[Recorded data Boundary: Start]

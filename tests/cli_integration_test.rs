//! CLI integration tests for command orchestration.
//!
//! Tests cover:
//! - Engine construction from INI files (build_engine)
//! - Exchange and target resolution
//! - Report writing with planned quantities
//! - Validate with real INI files on disk
//! - Analyze, inspect and symbols over CSV directories

mod common;

use clap::Parser;
use common::*;
use sigtrader::adapters::file_config_adapter::FileConfigAdapter;
use sigtrader::cli::{self, Cli, Command};
use sigtrader::domain::cycle::CycleRequest;
use sigtrader::domain::error::SigtraderError;
use sigtrader::domain::sizing::OrderSizing;
use std::io::Write;

fn write_temp_ini(content: &str) -> tempfile::NamedTempFile {
    let mut file = tempfile::NamedTempFile::new().unwrap();
    file.write_all(content.as_bytes()).unwrap();
    file.flush().unwrap();
    file
}

const VALID_INI: &str = r#"
[cycle]
exchange = krx
codes = 005930, 000660
spacing_ms = 0
concurrency = 2

[squeeze]
min_momentum = 0.25

[macd]
fast = 12
slow = 26
signal = 9

[aggregator]
min_confidence = 0

[sizing]
max_position_value = 2000000
allocation_pct = 0.1

[logging]
level = warn
"#;

fn config(content: &str) -> FileConfigAdapter {
    FileConfigAdapter::from_string(content).unwrap()
}

mod engine_building {
    use super::*;

    #[test]
    fn builds_both_strategies_in_order() {
        let engine = cli::build_engine(&config(VALID_INI)).unwrap();
        assert_eq!(engine.strategy_ids(), vec!["squeeze_momentum", "macd"]);
        assert!(engine.slots().iter().all(|s| s.is_active()));
        assert_eq!(engine.config().concurrency, 2);
        assert!(engine.config().min_call_spacing.is_zero());
    }

    #[test]
    fn disabled_strategy_is_registered_inactive() {
        let engine = cli::build_engine(&config("[squeeze]\nenabled = false\n")).unwrap();
        let active: Vec<&str> = engine
            .slots()
            .iter()
            .filter(|s| s.is_active())
            .map(|s| s.strategy_id())
            .collect();
        assert_eq!(active, vec!["macd"]);
    }

    #[test]
    fn invalid_parameter_is_config_error() {
        let err = cli::build_engine(&config("[macd]\nfast = 30\nslow = 10\n")).err().unwrap();
        assert!(matches!(err, SigtraderError::ConfigInvalid { ref section, .. } if section == "macd"));
    }
}

mod resolution {
    use super::*;

    #[test]
    fn exchange_override_wins() {
        let c = config(VALID_INI);
        assert_eq!(cli::resolve_exchange(Some("nyse"), Some(&c)), "NYSE");
        assert_eq!(cli::resolve_exchange(None, Some(&c)), "KRX");
        assert_eq!(cli::resolve_exchange(None, None), cli::DEFAULT_EXCHANGE);
    }

    #[test]
    fn codes_override_then_config_then_port() {
        let port = MockBarPort::new()
            .with_bars("035720", flat(5, 1.0))
            .with_bars("051910", flat(5, 1.0));

        let targets = cli::resolve_targets(Some("aapl, msft"), &config(VALID_INI), &port).unwrap();
        assert_eq!(targets, vec!["AAPL", "MSFT"]);

        let targets = cli::resolve_targets(None, &config(VALID_INI), &port).unwrap();
        assert_eq!(targets, vec!["005930", "000660"]);

        let targets = cli::resolve_targets(None, &config(""), &port).unwrap();
        assert_eq!(targets, vec!["035720", "051910"]);
    }

    #[test]
    fn no_targets_anywhere_is_missing_config() {
        let err = cli::resolve_targets(None, &config(""), &MockBarPort::new()).unwrap_err();
        assert!(matches!(err, SigtraderError::ConfigMissing { ref key, .. } if key == "codes"));
    }

    #[test]
    fn empty_code_token_is_rejected() {
        let err = cli::resolve_targets(Some("005930,,000660"), &config(""), &MockBarPort::new());
        assert!(matches!(err, Err(SigtraderError::ConfigInvalid { .. })));
    }
}

mod report_output {
    use super::*;

    #[test]
    fn writes_ranked_signals_with_quantities() {
        let port = MockBarPort::new()
            .with_bars("005930", dip_then_rally(33))
            .with_error("BROKEN", "timeout");
        let c = config(VALID_INI);
        let engine = cli::build_engine(&c).unwrap();
        let request = CycleRequest {
            targets: vec!["005930".into(), "BROKEN".into()],
            trading_open: true,
        };

        let report = cli::run_cycle_blocking(&engine, &request, &port).unwrap();
        let mut out = Vec::new();
        cli::write_report(&engine, &OrderSizing::default(), report, &mut out).unwrap();

        let text = String::from_utf8(out).unwrap();
        let lines: Vec<&str> = text.lines().collect();
        assert_eq!(
            lines[0],
            "instrument,strategy,action,reason,reference_price,confidence,quantity,metrics"
        );
        assert_eq!(lines.len(), 2);
        // 1,000,000 × 0.05 / 74 = 675.6
        assert!(
            lines[1].starts_with("005930,macd,BUY,MACD_GOLDEN_CROSS,74.00,25.0,675,"),
            "{}",
            lines[1]
        );
    }

    #[test]
    fn all_instruments_failing_is_an_error() {
        let port = MockBarPort::new().with_error("BROKEN", "timeout");
        let engine = cli::build_engine(&config(VALID_INI)).unwrap();
        let request = CycleRequest {
            targets: vec!["BROKEN".into()],
            trading_open: true,
        };

        let report = cli::run_cycle_blocking(&engine, &request, &port).unwrap();
        let mut out = Vec::new();
        let err = cli::write_report(&engine, &OrderSizing::default(), report, &mut out).unwrap_err();
        assert!(matches!(err, SigtraderError::UpstreamFailure { .. }));
        assert_eq!(String::from_utf8(out).unwrap().lines().count(), 1);
    }

    #[test]
    fn readings_render_blank_for_undefined() {
        use sigtrader::domain::snapshot::IndicatorReading;

        let readings = vec![
            IndicatorReading {
                name: "SMA(20)".into(),
                value: None,
            },
            IndicatorReading {
                name: "RSI(14)".into(),
                value: Some(100.0),
            },
        ];
        let mut out = Vec::new();
        cli::write_readings(&mut out, &readings).unwrap();
        assert_eq!(
            String::from_utf8(out).unwrap(),
            "indicator,value\nSMA(20),\nRSI(14),100.0000\n"
        );
    }
}

mod validate {
    use super::*;

    #[test]
    fn valid_config_succeeds() {
        let file = write_temp_ini(VALID_INI);
        assert!(cli::run_validate(file.path()).is_ok());
    }

    #[test]
    fn missing_file_fails() {
        let err = cli::run_validate(std::path::Path::new("/nonexistent/sigtrader.ini")).unwrap_err();
        assert!(matches!(err, SigtraderError::ConfigParse { .. }));
    }

    #[test]
    fn invalid_value_fails() {
        let file = write_temp_ini("[aggregator]\nmin_confidence = lots\n");
        let err = cli::run_validate(file.path()).unwrap_err();
        assert!(matches!(err, SigtraderError::ConfigInvalid { ref key, .. } if key == "min_confidence"));
    }
}

mod argument_parsing {
    use super::*;

    #[test]
    fn parses_analyze() {
        let parsed = Cli::try_parse_from([
            "sigtrader", "analyze", "--config", "a.ini", "--data", "bars", "--codes", "005930",
        ])
        .unwrap();
        match parsed.command {
            Command::Analyze {
                codes, exchange, ..
            } => {
                assert_eq!(codes.as_deref(), Some("005930"));
                assert_eq!(exchange, None);
            }
            other => panic!("unexpected command {other:?}"),
        }
    }

    #[test]
    fn inspect_requires_code() {
        assert!(Cli::try_parse_from(["sigtrader", "inspect", "--data", "bars"]).is_err());
    }

}

mod end_to_end {
    use super::*;

    #[test]
    fn analyze_reads_csv_directory() {
        let dir = tempfile::tempdir().unwrap();
        write_bar_csv(dir.path(), "005930", "KRX", &dip_then_rally(33));
        write_bar_csv(dir.path(), "000660", "KRX", &flat(40, 50.0));
        let ini = write_temp_ini("[cycle]\nspacing_ms = 0\n[aggregator]\nmin_confidence = 0\n");

        let mut out = Vec::new();
        cli::run_analyze(ini.path(), dir.path().to_path_buf(), None, None, &mut out).unwrap();

        let text = String::from_utf8(out).unwrap();
        let rows: Vec<&str> = text.lines().skip(1).collect();
        assert_eq!(rows.len(), 1);
        assert!(rows[0].starts_with("005930,macd,BUY"), "{}", rows[0]);
    }

    #[test]
    fn inspect_prints_every_indicator() {
        let dir = tempfile::tempdir().unwrap();
        write_bar_csv(dir.path(), "005930", "KRX", &dip_then_rally(60));

        let mut out = Vec::new();
        cli::run_inspect(dir.path().to_path_buf(), "005930", None, None, &mut out).unwrap();

        let text = String::from_utf8(out).unwrap();
        assert!(text.starts_with("indicator,value\n"));
        assert!(text.contains("\nRSI(14),"));
        assert!(text.contains("\nVOLUME_PROFILE.poc,"));
    }

    #[test]
    fn inspect_unknown_code_is_upstream_failure() {
        let dir = tempfile::tempdir().unwrap();
        let mut out = Vec::new();
        let err = cli::run_inspect(dir.path().to_path_buf(), "nope", None, None, &mut out)
            .unwrap_err();
        assert!(matches!(err, SigtraderError::UpstreamFailure { ref instrument, .. } if instrument == "NOPE"));
    }

    #[test]
    fn symbols_lists_exchange_codes() {
        let dir = tempfile::tempdir().unwrap();
        write_bar_csv(dir.path(), "005930", "KRX", &flat(5, 1.0));
        write_bar_csv(dir.path(), "AAPL", "NYSE", &flat(5, 1.0));

        let mut out = Vec::new();
        cli::run_symbols(dir.path().to_path_buf(), "krx", &mut out).unwrap();
        assert_eq!(String::from_utf8(out).unwrap(), "005930\n");
    }

    #[test]
    fn symbols_missing_directory_is_io_error() {
        let dir = tempfile::tempdir().unwrap();
        let mut out = Vec::new();
        let err = cli::run_symbols(dir.path().join("missing"), "KRX", &mut out).unwrap_err();
        assert!(matches!(err, SigtraderError::Io(_)));
    }
}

[Recorded data Boundary: End]

# Task prompt
Filter the material for the word "content" and copy each matching line.

# Result for this task
fn write_temp_ini(content: &str) -> tempfile::NamedTempFile {
    file.write_all(content.as_bytes()).unwrap();
fn config(content: &str) -> FileConfigAdapter {
    FileConfigAdapter::from_string(content).unwrap()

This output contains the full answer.